━━ Source material
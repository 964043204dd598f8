//! Trigger service: turns an admitted trigger into a recorded execution.
//!
//! `submit` persists a `pending` execution and runs it on a background task;
//! `run` does the same inline. Either way the record moves
//! `pending -> running -> completed | failed | cancelled`.

use std::sync::Arc;
use std::time::Instant;

use chrono::Utc;
use dashmap::DashMap;
use hookgate_types::error::RepositoryError;
use hookgate_types::workflow::{
    ExecutionStatus, TriggerType, WorkflowDefinition, WorkflowExecution,
};
use serde_json::Value;
use tokio_util::sync::CancellationToken;
use uuid::Uuid;

use crate::repository::WorkflowRepository;

use super::engine::{CanvasEngine, EngineError};
use super::validation::{ValidationError, validate_workflow};

#[derive(Debug, thiserror::Error)]
pub enum TriggerError {
    #[error(transparent)]
    Validation(#[from] ValidationError),

    #[error("repository error: {0}")]
    Repository(#[from] RepositoryError),

    /// Unknown execution, or one that is no longer running.
    #[error("execution not found or not running: {0}")]
    NotFound(Uuid),
}

pub struct TriggerService<R: WorkflowRepository> {
    repo: Arc<R>,
    engine: Arc<CanvasEngine>,
    /// Cancellation tokens of in-flight runs, keyed by execution id.
    running: Arc<DashMap<Uuid, CancellationToken>>,
}

impl<R: WorkflowRepository + 'static> TriggerService<R> {
    pub fn new(repo: Arc<R>, engine: Arc<CanvasEngine>) -> Self {
        Self {
            repo,
            engine,
            running: Arc::new(DashMap::new()),
        }
    }

    /// Validate, persist a pending execution and run it in the background.
    pub async fn submit(
        &self,
        workflow: WorkflowDefinition,
        payload: Value,
        trigger_type: TriggerType,
    ) -> Result<WorkflowExecution, TriggerError> {
        let (execution, token) = self.prepare(&workflow, payload, trigger_type).await?;
        let pending = execution.clone();

        let repo = self.repo.clone();
        let engine = self.engine.clone();
        let running = self.running.clone();
        tokio::spawn(async move {
            let execution_id = execution.id;
            if let Err(e) = execute_and_record(&*repo, &engine, &workflow, execution, &token).await {
                tracing::error!(
                    execution_id = %execution_id,
                    workflow_id = %workflow.id,
                    error = %e,
                    "failed to record workflow execution"
                );
            }
            running.remove(&execution_id);
        });

        Ok(pending)
    }

    /// Validate and run to completion, returning the final record.
    pub async fn run(
        &self,
        workflow: &WorkflowDefinition,
        payload: Value,
        trigger_type: TriggerType,
    ) -> Result<WorkflowExecution, TriggerError> {
        let (execution, token) = self.prepare(workflow, payload, trigger_type).await?;
        let execution_id = execution.id;
        let result = execute_and_record(&*self.repo, &self.engine, workflow, execution, &token).await;
        self.running.remove(&execution_id);
        Ok(result?)
    }

    /// Request cancellation of an in-flight run.
    pub fn cancel(&self, execution_id: Uuid) -> Result<(), TriggerError> {
        match self.running.remove(&execution_id) {
            Some((_, token)) => {
                token.cancel();
                tracing::info!(execution_id = %execution_id, "workflow execution cancellation requested");
                Ok(())
            }
            None => Err(TriggerError::NotFound(execution_id)),
        }
    }

    pub fn is_running(&self, execution_id: &Uuid) -> bool {
        self.running.contains_key(execution_id)
    }

    /// Cancel every in-flight run (used on shutdown).
    pub fn cancel_all(&self) {
        for entry in self.running.iter() {
            entry.value().cancel();
        }
        self.running.clear();
    }

    async fn prepare(
        &self,
        workflow: &WorkflowDefinition,
        payload: Value,
        trigger_type: TriggerType,
    ) -> Result<(WorkflowExecution, CancellationToken), TriggerError> {
        if let Err(e) = validate_workflow(workflow) {
            tracing::warn!(workflow_id = %workflow.id, error = %e, "refusing to run invalid workflow");
            return Err(e.into());
        }

        let execution = WorkflowExecution::pending(workflow, trigger_type, payload);
        self.repo.create_execution(&execution).await?;

        let token = CancellationToken::new();
        self.running.insert(execution.id, token.clone());

        tracing::info!(
            execution_id = %execution.id,
            workflow_id = %workflow.id,
            trigger_type = %trigger_type,
            "workflow execution created"
        );
        Ok((execution, token))
    }
}

/// Run the canvas and persist each status change.
///
/// When a status write fails the record is marked `failed` on a best-effort
/// basis, so it never stays `pending` or `running` without a live run.
async fn execute_and_record<R: WorkflowRepository>(
    repo: &R,
    engine: &CanvasEngine,
    workflow: &WorkflowDefinition,
    execution: WorkflowExecution,
    token: &CancellationToken,
) -> Result<WorkflowExecution, RepositoryError> {
    let fallback = execution.clone();
    match record_run(repo, engine, workflow, execution, token).await {
        Ok(done) => Ok(done),
        Err(e) => {
            mark_failed(repo, fallback, &e).await;
            Err(e)
        }
    }
}

async fn mark_failed<R: WorkflowRepository>(
    repo: &R,
    mut execution: WorkflowExecution,
    cause: &RepositoryError,
) {
    let completed_at = Utc::now();
    execution.status = ExecutionStatus::Failed;
    execution.error = Some(format!("failed to record execution: {cause}"));
    let elapsed = completed_at - execution.started_at;
    execution.duration_ms = u64::try_from(elapsed.num_milliseconds()).ok();
    execution.completed_at = Some(completed_at);

    if let Err(e) = repo.update_execution(&execution).await {
        tracing::error!(
            execution_id = %execution.id,
            error = %e,
            "could not mark execution as failed"
        );
    }
}

async fn record_run<R: WorkflowRepository>(
    repo: &R,
    engine: &CanvasEngine,
    workflow: &WorkflowDefinition,
    mut execution: WorkflowExecution,
    token: &CancellationToken,
) -> Result<WorkflowExecution, RepositoryError> {
    execution.status = ExecutionStatus::Running;
    repo.update_execution(&execution).await?;

    let started = Instant::now();
    let result = engine
        .execute(workflow, execution.payload.clone(), token)
        .await;

    match result {
        Ok(outcome) => {
            if outcome.success {
                execution.status = ExecutionStatus::Completed;
            } else {
                execution.status = ExecutionStatus::Failed;
                let failed: Vec<&str> = outcome.node_errors.keys().map(String::as_str).collect();
                execution.error = Some(format!("node(s) failed: {}", failed.join(", ")));
            }
            execution.outcome = Some(outcome);
        }
        Err(EngineError::Cancelled) => {
            execution.status = ExecutionStatus::Cancelled;
            execution.error = Some("cancelled".to_string());
        }
        Err(e) => {
            execution.status = ExecutionStatus::Failed;
            execution.error = Some(e.to_string());
        }
    }

    let duration_ms = started.elapsed().as_millis() as u64;
    execution.completed_at = Some(Utc::now());
    execution.duration_ms = Some(duration_ms);
    repo.update_execution(&execution).await?;

    tracing::info!(
        execution_id = %execution.id,
        workflow_id = %workflow.id,
        status = %execution.status,
        duration_ms,
        "workflow execution finished"
    );
    Ok(execution)
}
━━━━
▶ [How to complete this task]: Find every line in the records above that contains the word "info", and copy each one.

▶ [Finished exercise]:
                tracing::info!(execution_id = %execution_id, "workflow execution cancellation requested");
        tracing::info!(
    tracing::info!(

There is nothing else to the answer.